In this part you’ll examine if the data is complete. Check if you have all the cases you need (in this case, all the US states) and if there are missing values.

In the U.S. there are 50 states, the federal district 'District of Columbia' and 5 inhabited territories: 'Puerto Rico', 'American Samoa', 'Guam', 'Northern Mariana Islands', and 'U.S. Virgin Islands’.

Check if all the files you loaded contain the fifty states and if there are differences, investigate where these differences come from.

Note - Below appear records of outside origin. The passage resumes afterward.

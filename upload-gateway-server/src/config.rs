use std::path::PathBuf;

use url::Url;

use crate::errors::UploadErr;
use crate::params::Args;

const BYTES_PER_MIB: u64 = 1024 * 1024;

#[derive(Clone, Debug)]
pub enum StoreBackend {
    S3 {
        bucket: String,
        endpoint: Option<String>,
    },
    Local {
        directory: PathBuf,
    },
}

/// Validated gateway configuration. Construction is the single place
/// `ServiceMisconfigured` can originate: a deployment with a bad binding
/// fails here, once and loudly, instead of on every request.
#[derive(Clone, Debug)]
pub struct GatewayConfig {
    pub public_base_url: Url,
    pub backend: StoreBackend,
    pub max_upload_bytes: u64,
    pub sniff_mime: bool,
}

fn misconfigured(message: impl Into<String>) -> UploadErr {
    UploadErr::ServiceMisconfigured {
        message: message.into(),
    }
}

impl GatewayConfig {
    pub fn from_args(args: &Args) -> Result<Self, UploadErr> {
        let raw_url = args
            .public_base_url
            .as_deref()
            .ok_or_else(|| misconfigured("public base URL not configured; set --public-base-url"))?;
        let public_base_url = Url::parse(raw_url)
            .map_err(|e| misconfigured(format!("public base URL {raw_url:?} does not parse: {e}")))?;

        let backend = match (&args.bucket, &args.data_dir) {
            (Some(bucket), None) => StoreBackend::S3 {
                bucket: bucket.clone(),
                endpoint: args.s3_endpoint.clone(),
            },
            (None, Some(directory)) => StoreBackend::Local {
                directory: directory.clone(),
            },
            (None, None) => {
                return Err(misconfigured(
                    "no object store configured; set --bucket or --data-dir",
                ))
            }
            (Some(_), Some(_)) => {
                return Err(misconfigured(
                    "both --bucket and --data-dir configured; choose one backend",
                ))
            }
        };

        if args.max_upload_mb == 0 {
            return Err(misconfigured("--max-upload-mb must be at least 1"));
        }

        Ok(Self {
            public_base_url,
            backend,
            max_upload_bytes: args.max_upload_mb * BYTES_PER_MIB,
            sniff_mime: args.sniff_mime,
        })
    }

    pub fn max_upload_mb(&self) -> u64 {
        self.max_upload_bytes / BYTES_PER_MIB
    }

    /// Public base URL concatenated with the generated key.
    pub fn public_url_for(&self, key: &str) -> String {
        format!("{}/{}", self.public_base_url.as_str().trim_end_matches('/'), key)
    }
}
use actix_web::{web, App, HttpServer};
use clap::Parser;

use media_store::{LocalObjectStore, ObjectStores, S3ObjectStore};
use upload_gateway::config::{GatewayConfig, StoreBackend};
use upload_gateway::params::Args;
use upload_gateway::services::upload_service::{self, AppState};
use upload_gateway::sniff::{MagicByteSniffer, MimeSniff};

#[actix_web::main]
async fn main() -> std::io::Result<()> {
    let args = Args::parse();
    tracing_subscriber::fmt::init();

    let config = match GatewayConfig::from_args(&args) {
        Ok(config) => config,
        Err(e) => {
            tracing::error!("refusing to start: {}: {}", e, e.detail().unwrap_or("unknown"));
            std::process::exit(1);
        }
    };

    let store = match &config.backend {
        StoreBackend::Local { directory } => {
            tokio::fs::create_dir_all(directory).await?;
            tracing::info!("using local object store at {}", directory.display());
            ObjectStores::Local(LocalObjectStore::new(directory.clone()))
        }
        StoreBackend::S3 { bucket, endpoint } => {
            tracing::info!("using S3 object store, bucket {}", bucket);
            ObjectStores::S3(S3ObjectStore::connect(bucket.clone(), endpoint.as_deref()).await)
        }
    };

    let sniffer: Option<Box<dyn MimeSniff>> = config
        .sniff_mime
        .then(|| Box::new(MagicByteSniffer) as Box<dyn MimeSniff>);

    let state = web::Data::new(AppState {
        config,
        store,
        sniffer,
    });

    tracing::info!("upload gateway listening on {}", args.http_addr);

    HttpServer::new(move || {
        App::new()
            .app_data(state.clone())
            .configure(upload_service::configure)
    })
    .bind(args.http_addr.clone())?
    .run()
    .await
}
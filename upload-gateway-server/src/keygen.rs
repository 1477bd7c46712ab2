use chrono::Utc;
use rand::RngExt;

const TOKEN_LEN: usize = 13;
const TOKEN_ALPHABET: &[u8] = b"abcdefghijklmnopqrstuvwxyzABCDEFGHIJKLMNOPQRSTUVWXYZ0123456789";

/// Generates a storage key: epoch-millisecond prefix, random token, then the
/// extension of the client-supplied filename. The time prefix keeps keys
/// sortable by upload time; a same-millisecond collision also requires an
/// identical 13-character draw from a 62-symbol alphabet.
///
/// No existence check is made against the store before the key is used.
pub fn generate_object_key(original_filename: &str) -> String {
    key_at(Utc::now().timestamp_millis(), original_filename)
}

pub(crate) fn key_at(timestamp_millis: i64, original_filename: &str) -> String {
    let token = random_token(TOKEN_LEN);
    match extension(original_filename) {
        Some(ext) => format!("{timestamp_millis}-{token}.{ext}"),
        None => format!("{timestamp_millis}-{token}"),
    }
}

fn random_token(len: usize) -> String {
    let mut rng = rand::rng();
    (0..len)
        .map(|_| TOKEN_ALPHABET[rng.random_range(0..TOKEN_ALPHABET.len())] as char)
        .collect()
}

/// Substring after the last `.`, or `None` when the filename carries no
/// usable extension.
fn extension(filename: &str) -> Option<&str> {
    filename
        .rsplit_once('.')
        .map(|(_, ext)| ext)
        .filter(|ext| !ext.is_empty())
}
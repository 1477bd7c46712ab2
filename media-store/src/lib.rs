pub mod local_store;
pub mod s3_store;
pub mod store;

pub use local_store::LocalObjectStore;
pub use s3_store::S3ObjectStore;
pub use store::{ObjectStore, ObjectStores, StoreResult};
//! The transition state machine.
//!
//! The sequencer owns nothing but the current stage. Pool and counters are
//! passed in by the orchestrator, which decides what to do with each
//! transition's result.

use tracing::{debug, warn};

use super::Phase;
use crate::core::{ChallengeId, ChallengeInstanceId, RoundRng};
use crate::error::{Result, RoundError};
use crate::microgame::MicrogameOutcome;
use crate::pool::SelectionPool;
use crate::round::{RoundResult, RoundState};

/// Stage with the data that is only valid inside it.
#[derive(Clone, Debug, Default, PartialEq, Eq)]
enum Stage {
    #[default]
    Idle,
    Selecting,
    PreChallenge {
        pending: ChallengeId,
    },
    ChallengeActive {
        challenge: ChallengeId,
        instance: ChallengeInstanceId,
    },
    PostChallenge,
    RoundOver(RoundResult),
}

impl Stage {
    fn phase(&self) -> Phase {
        match self {
            Stage::Idle => Phase::Idle,
            Stage::Selecting => Phase::Selecting,
            Stage::PreChallenge { .. } => Phase::PreChallenge,
            Stage::ChallengeActive { .. } => Phase::ChallengeActive,
            Stage::PostChallenge => Phase::PostChallenge,
            Stage::RoundOver(result) => Phase::from_result(*result),
        }
    }
}

/// What leaving `Selecting` produced.
#[derive(Clone, Debug, PartialEq, Eq)]
pub enum Selection {
    /// A challenge was drawn and is now pending.
    Drawn(ChallengeId),
    /// Nothing more will be played; the round ended with this result.
    RoundOver(RoundResult),
}

/// Round phase state machine.
///
/// ## Behavior
///
/// - `start()`: Any phase -> `Selecting`
/// - `select()`: `Selecting` -> `PreChallenge`, or straight to the round end
/// - `begin()`: `PreChallenge` -> `ChallengeActive`, consuming the selection
/// - `resolve()`: `ChallengeActive` -> `PostChallenge` for the active play only
/// - `advance()`: `PostChallenge` -> `Selecting` or the round end
/// - `return_to_idle()`: `RoundWon`/`RoundLost` -> `Idle`
///
/// Every rejected call returns an error and leaves the stage untouched.
#[derive(Clone, Debug, Default)]
pub struct Sequencer {
    stage: Stage,
    /// Most recent play whose outcome was accepted.
    last_resolved: Option<ChallengeInstanceId>,
}

impl Sequencer {
    /// Create a sequencer in `Idle`.
    pub fn new() -> Self {
        Self::default()
    }

    /// Current phase.
    #[must_use]
    pub fn phase(&self) -> Phase {
        self.stage.phase()
    }

    /// The challenge drawn for the next play, while in `PreChallenge`.
    #[must_use]
    pub fn pending_selection(&self) -> Option<&ChallengeId> {
        match &self.stage {
            Stage::PreChallenge { pending } => Some(pending),
            _ => None,
        }
    }

    /// The challenge being played, while in `ChallengeActive`.
    #[must_use]
    pub fn active_challenge(&self) -> Option<(&ChallengeId, ChallengeInstanceId)> {
        match &self.stage {
            Stage::ChallengeActive { challenge, instance } => Some((challenge, *instance)),
            _ => None,
        }
    }

    /// The round's result, once decided.
    #[must_use]
    pub fn round_result(&self) -> Option<RoundResult> {
        match self.stage {
            Stage::RoundOver(result) => Some(result),
            _ => None,
        }
    }

    fn reject(&self, operation: &'static str) -> RoundError {
        RoundError::InvalidTransition {
            operation,
            phase: self.phase(),
        }
    }

    fn transition(&mut self, to: Stage) {
        debug!(from = %self.phase(), to = %to.phase(), "phase transition");
        self.stage = to;
    }

    /// Enter `Selecting` for a new round, abandoning whatever was in progress.
    pub fn start(&mut self) {
        if self.phase().is_in_round() {
            debug!(phase = %self.phase(), "abandoning round in progress");
        }
        self.transition(Stage::Selecting);
    }

    /// Leave `Selecting`: draw the next challenge or end the round.
    ///
    /// The round ends when the counters say it is over, or when the pool runs
    /// dry with games still scheduled. The latter is logged as
    /// [`RoundError::PoolExhausted`] and evaluated like a natural end.
    pub fn select(
        &mut self,
        pool: &mut SelectionPool,
        rng: &mut RoundRng,
        round: &RoundState,
    ) -> Result<Selection> {
        if self.stage != Stage::Selecting {
            return Err(self.reject("select"));
        }

        if round.is_round_over() {
            return Ok(Selection::RoundOver(self.end_round(round)));
        }

        match pool.draw_random(rng) {
            Ok(pending) => {
                self.transition(Stage::PreChallenge {
                    pending: pending.clone(),
                });
                Ok(Selection::Drawn(pending))
            }
            Err(RoundError::EmptyPool) => {
                let exhausted = RoundError::PoolExhausted {
                    remaining: round.games_remaining(),
                };
                warn!(error = %exhausted, "ending round early");
                Ok(Selection::RoundOver(self.end_round(round)))
            }
            Err(other) => Err(other),
        }
    }

    fn end_round(&mut self, round: &RoundState) -> RoundResult {
        let result = round.evaluate();
        self.transition(Stage::RoundOver(result));
        result
    }

    /// Begin the pending challenge as play `instance`.
    ///
    /// Returns the challenge that is now active.
    pub fn begin(&mut self, instance: ChallengeInstanceId) -> Result<ChallengeId> {
        let Stage::PreChallenge { pending } = &self.stage else {
            return Err(self.reject("begin_selected_challenge"));
        };

        let challenge = pending.clone();
        self.transition(Stage::ChallengeActive {
            challenge: challenge.clone(),
            instance,
        });
        Ok(challenge)
    }

    /// Accept the outcome of the active play.
    ///
    /// Outcomes for any other play are rejected: a repeat of the last
    /// accepted play is a [`RoundError::DuplicateOutcome`], an older or
    /// abandoned play is a [`RoundError::StaleOutcome`].
    pub fn resolve(&mut self, outcome: &MicrogameOutcome) -> Result<()> {
        let received = outcome.instance();

        match &self.stage {
            Stage::ChallengeActive { instance, .. } if *instance == received => {
                self.last_resolved = Some(received);
                self.transition(Stage::PostChallenge);
                Ok(())
            }
            _ if self.last_resolved == Some(received) => {
                Err(RoundError::DuplicateOutcome { instance: received })
            }
            Stage::ChallengeActive { instance, .. } => Err(RoundError::StaleOutcome {
                received,
                expected: *instance,
            }),
            _ => Err(self.reject("report_outcome")),
        }
    }

    /// Leave `PostChallenge`.
    ///
    /// Returns `Some(result)` when the round is over, `None` when the
    /// sequencer is back in `Selecting`.
    pub fn advance(&mut self, round: &RoundState) -> Result<Option<RoundResult>> {
        if self.stage != Stage::PostChallenge {
            return Err(self.reject("continue_after_summary"));
        }

        if round.is_round_over() {
            Ok(Some(self.end_round(round)))
        } else {
            self.transition(Stage::Selecting);
            Ok(None)
        }
    }

    /// Leave a finished round for `Idle`.
    pub fn return_to_idle(&mut self) -> Result<RoundResult> {
        let Stage::RoundOver(result) = self.stage else {
            return Err(self.reject("return_to_menu"));
        };
        self.transition(Stage::Idle);
        Ok(result)
    }
}
//! Deterministic random number generation for challenge selection.
//!
//! ## Key Features
//!
//! - **Deterministic**: Same seed produces identical selection order
//! - **Reproducible**: The seed is kept so a logged run can be replayed
//! - **Uniform**: Index draws are unbiased over the requested range
//!
//! ```
//! use rust_microgames::core::RoundRng;
//!
//! let mut a = RoundRng::new(42);
//! let mut b = RoundRng::new(42);
//!
//! assert_eq!(a.gen_index(10), b.gen_index(10));
//! ```

use rand::{Rng, SeedableRng};
use rand_chacha::ChaCha8Rng;

/// Deterministic RNG used to draw from the selection pool.
///
/// Uses ChaCha8 for speed while keeping good statistical quality.
#[derive(Clone, Debug)]
pub struct RoundRng {
    inner: ChaCha8Rng,
    seed: u64,
}

impl RoundRng {
    /// Create a new RNG with the given seed.
    #[must_use]
    pub fn new(seed: u64) -> Self {
        Self {
            inner: ChaCha8Rng::seed_from_u64(seed),
            seed,
        }
    }

    /// Create an RNG seeded from the thread-local entropy source.
    ///
    /// The chosen seed is still available through [`RoundRng::seed`].
    #[must_use]
    pub fn from_entropy() -> Self {
        Self::new(rand::random())
    }

    /// The seed this RNG was created with.
    #[must_use]
    pub fn seed(&self) -> u64 {
        self.seed
    }

    /// Pick an index in `0..len` with uniform probability.
    ///
    /// Returns `None` when `len` is zero.
    pub fn gen_index(&mut self, len: usize) -> Option<usize> {
        if len == 0 {
            return None;
        }
        Some(self.inner.gen_range(0..len))
    }
}

impl Default for RoundRng {
    fn default() -> Self {
        Self::from_entropy()
    }
}

#[cfg(test)]
mod tests {
    use super::*;

    #[test]
    fn test_determinism() {
        let mut rng1 = RoundRng::new(42);
        let mut rng2 = RoundRng::new(42);

        for _ in 0..100 {
            assert_eq!(rng1.gen_index(1000), rng2.gen_index(1000));
        }
    }

    #[test]
    fn test_different_seeds() {
        let mut rng1 = RoundRng::new(1);
        let mut rng2 = RoundRng::new(2);

        let seq1: Vec<_> = (0..10).map(|_| rng1.gen_index(1000)).collect();
        let seq2: Vec<_> = (0..10).map(|_| rng2.gen_index(1000)).collect();

        assert_ne!(seq1, seq2);
    }

    #[test]
    fn test_gen_index_bounds() {
        let mut rng = RoundRng::new(7);

        assert_eq!(rng.gen_index(0), None);
        assert_eq!(rng.gen_index(1), Some(0));

        for _ in 0..200 {
            let i = rng.gen_index(5).unwrap();
            assert!(i < 5);
        }
    }

    #[test]
    fn test_seed_is_kept() {
        assert_eq!(RoundRng::new(99).seed(), 99);

        let rng = RoundRng::from_entropy();
        let mut replay = RoundRng::new(rng.seed());
        let mut original = rng.clone();
        assert_eq!(original.gen_index(100), replay.gen_index(100));
    }
}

You can use the index of the DataFrame region as a guide.

Then check if there are missing values.

In [39]:
# define a variable state_names with the states in the index of region

In [40]:
# for each of the other DataFrames, check if they contain a state that's not in state_names


Check if the dataframes have missing values.   
You can use the DataFrame method [isnull](https://pandas.pydata.org/pandas-docs/stable/reference/api/pandas.DataFrame.isnull.html?highlight=isnull#pandas.DataFrame.isnull)



### Data Quality Report

In the U.S. there are fifty states, the federal district 'District of Columbia' and five inhabited territories: 'Puerto Rico', 'American Samoa', 'Guam', 'Northern Mariana Islands', and 'U.S. Virgin Islands'.

** TO DO **       
Explain your findings

## 4. Save the data

Save the dataframes for the next milestone.
You can use the DataFrame method [to_csv](https://pandas.pydata.org/pandas-docs/stable/reference/api/pandas.DataFrame.to_csv.html?highlight=to_csv#pandas.DataFrame.to_csv)